Your struggle is mine, dear author. I also get very upset when people assume that by saying my clients should be decriminalised, I’m therefore saying that my clients have a right to buy my services. I’m not saying that at all, I’m just saying that if they choose to hire me or any other sex worker, they shouldn’t face any negative consequences for that choice. It’s a clear distinction.

In recent weeks, the establishment media has provided a platform – an
‘everywhere-you-turn’ kind of platform – to anti-prostitution feminists.
Julie Bindel does, after all, have a new book to publicise.

Well, that explains why she magically cares about the sex industry all of a sudden. My old agency said she was a really mean SKERF and banned her work from our premises and I’ve continued that ban as a sole trader so I admit I’m not too familiar with her output. But come on, I’m nearly 35 and in my lifetime, when has she ever cared about sexual violence?

Underpinning the arguments of many anti-prostitution feminists is the
idea that the purchase of sex ought to be criminalised and sex workers
understood as victims of male violence. They argue we should be doing
more to eradicate the sex industry and rescue the sex workers within it. 

The author doesn’t dignify these SKERFy prejudices with a response, so neither shall I.

These anti-prostitution advocates are right about one thing: our sex
work laws require reform. Yet as the English Collective of Prostitutes,
SWARM, and other sex worker-led organisations have said time and again,
it’s only through the decriminalisation of all consensual aspects of the
sex industry that sex workers can be adequately protected. Here are some of the reasons why.

Absolutely. I mean, these sex worker-led organisations are largely run by managers and agencies, but the managers represent the workers after all, so they do indirectly represent us. I’ve been saying for a long time that our managers and clients need to be decriminalised, and Novara Media gives some great additional insights to it.
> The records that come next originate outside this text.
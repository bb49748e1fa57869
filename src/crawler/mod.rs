pub mod controller;
pub mod listing;
pub mod runner;

#[cfg(test)]
pub(crate) mod fakes;

// Re-export common types
pub use controller::{ControlError, JobController};
pub use runner::{CycleRunner, RunOptions};
//! HTTP control surface: start, stop and inspect the background job.

use std::sync::Arc;

use anyhow::{Context, Result};
use axum::body::Bytes;
use axum::extract::State;
use axum::http::StatusCode;
use axum::routing::{get, post};
use axum::{Json, Router};
use serde::Deserialize;
use serde_json::{json, Value};
use tokio::net::TcpListener;
use tracing::{error, info, warn};

use crate::crawler::{ControlError, JobController};
use crate::storage::snapshot::{self, HousesView, StreetsView};
use crate::storage::{JobStatus, SnapshotDir};

const USAGE: &str = "house-bot control surface: POST /run, POST /stop, GET /status, \
GET /processed-houses, GET /processed-houses/list";

/// Shared state for the control surface
#[derive(Clone)]
pub struct AppState {
    pub jobs: Arc<JobController>,
    pub snapshots: SnapshotDir,
}

/// Body of `POST /run`; every field is optional
#[derive(Debug, Deserialize)]
#[serde(default)]
pub struct RunRequest {
    pub cycles: u32,
    pub hours: Option<f64>,
}

impl Default for RunRequest {
    fn default() -> Self {
        Self {
            cycles: 1,
            hours: None,
        }
    }
}

impl RunRequest {
    /// Empty or whitespace-only bodies mean "use defaults".
    pub fn parse(body: &[u8]) -> Result<Self, serde_json::Error> {
        if body.iter().all(u8::is_ascii_whitespace) {
            return Ok(Self::default());
        }
        serde_json::from_slice(body)
    }
}

pub fn router(state: AppState) -> Router {
    Router::new()
        .route("/", get(index))
        .route("/run", post(run_job))
        .route("/stop", post(stop_job))
        .route("/status", get(job_status))
        .route("/processed-houses", get(processed_houses))
        .route("/processed-houses/list", get(processed_houses_list))
        .with_state(state)
}

async fn index() -> &'static str {
    USAGE
}

async fn run_job(State(state): State<AppState>, body: Bytes) -> (StatusCode, Json<Value>) {
    let request = match RunRequest::parse(&body) {
        Ok(request) => request,
        Err(e) => {
            warn!("Rejected run request: {}", e);
            return (
                StatusCode::BAD_REQUEST,
                Json(json!({ "status": "invalid_request", "error": e.to_string() })),
            );
        }
    };

    match state.jobs.request_start(request.cycles, request.hours) {
        Ok(status) => {
            info!(cycles = status.cycles, hours = ?status.hours, "Job accepted");
            (
                StatusCode::ACCEPTED,
                Json(json!({ "status": "started", "cycles": status.cycles, "hours": status.hours })),
            )
        }
        Err(ControlError::AlreadyRunning) => (StatusCode::CONFLICT, Json(json!({ "status": "busy" }))),
        Err(e) => control_failure(e),
    }
}

async fn stop_job(State(state): State<AppState>) -> (StatusCode, Json<Value>) {
    match state.jobs.request_stop() {
        Ok(_) => {
            info!("Stop requested");
            (StatusCode::OK, Json(json!({ "status": "stop_requested" })))
        }
        Err(ControlError::NotRunning) => (StatusCode::BAD_REQUEST, Json(json!({ "status": "not_running" }))),
        Err(e) => control_failure(e),
    }
}

fn control_failure(e: ControlError) -> (StatusCode, Json<Value>) {
    error!("Control request failed: {}", e);
    (
        StatusCode::INTERNAL_SERVER_ERROR,
        Json(json!({ "status": "error", "error": e.to_string() })),
    )
}

async fn job_status(State(state): State<AppState>) -> Json<JobStatus> {
    Json(state.jobs.get_status())
}

async fn processed_houses(State(state): State<AppState>) -> Json<HousesView> {
    Json(snapshot::houses_view(&state.snapshots))
}

async fn processed_houses_list(State(state): State<AppState>) -> Json<StreetsView> {
    Json(snapshot::streets_view(&state.snapshots))
}

async fn shutdown_signal() {
    if let Err(e) = tokio::signal::ctrl_c().await {
        error!("Failed to listen for shutdown signal: {}", e);
    }
    info!("Control surface shutting down");
}

/// Serve the control surface until Ctrl-C. A `running` flag left over from
/// a crashed process is cleared first.
pub async fn serve(state: AppState, addr: &str) -> Result<()> {
    state.jobs.recover_stale()?;

    let listener = TcpListener::bind(addr)
        .await
        .with_context(|| format!("Failed to bind to {}", addr))?;
    info!("Control surface listening on {}", addr);

    axum::serve(listener, router(state))
        .with_graceful_shutdown(shutdown_signal())
        .await
        .context("Control surface failed")?;

    Ok(())
}
pub mod behavior;
pub mod matcher;
pub mod roles;
pub mod session;
pub mod site;

use anyhow::Result;
use async_trait::async_trait;

use crate::cli::config::Credentials;
use crate::crawler::listing::ListingRecord;

// Re-export common types
pub use session::WebDriverLauncher;

/// Remote browsing session driven by the job. One instance lives for one
/// cycle.
#[cfg_attr(test, mockall::automock)]
#[async_trait]
pub trait ListingBrowser: Send {
    /// Drop cookies and any other state tied to the current login
    async fn clear_session(&mut self) -> Result<()>;

    /// Log in with the given account
    async fn login(&mut self, credentials: &Credentials) -> Result<()>;

    /// Scrape the search results page, in page order
    async fn fetch_listings(&mut self, search_url: &str) -> Result<Vec<ListingRecord>>;

    /// Apply to one listing. Any failure is reported as `false`.
    async fn submit_application(&mut self, url: &str, message: &str) -> bool;

    /// End the remote session
    async fn close(&mut self);
}

/// Opens a fresh browser session
#[async_trait]
pub trait BrowserLauncher: Send + Sync {
    async fn launch(&self) -> Result<Box<dyn ListingBrowser>>;
}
1. Migrant sex workers are being targeted by the police.
…Decriminalisation would allow (migrant) sex workers to work in
collectives, to look out for one another in an indoor market that is far
safer than its street counterpart. It would mean less fear of the
police and of other agencies.

I don’t know much about this because I’m British, but my foreign colleagues say this is true. They keep getting hassled by the police – though they say it was even worse when they were trying to make a living in legal industries where the employers wanted “paperwork” and “documentation” and “proof of residence” and all that stuff, in fact that’s part of the reason they were contacted by managers and made the free and entirely rational choice to enter the industry.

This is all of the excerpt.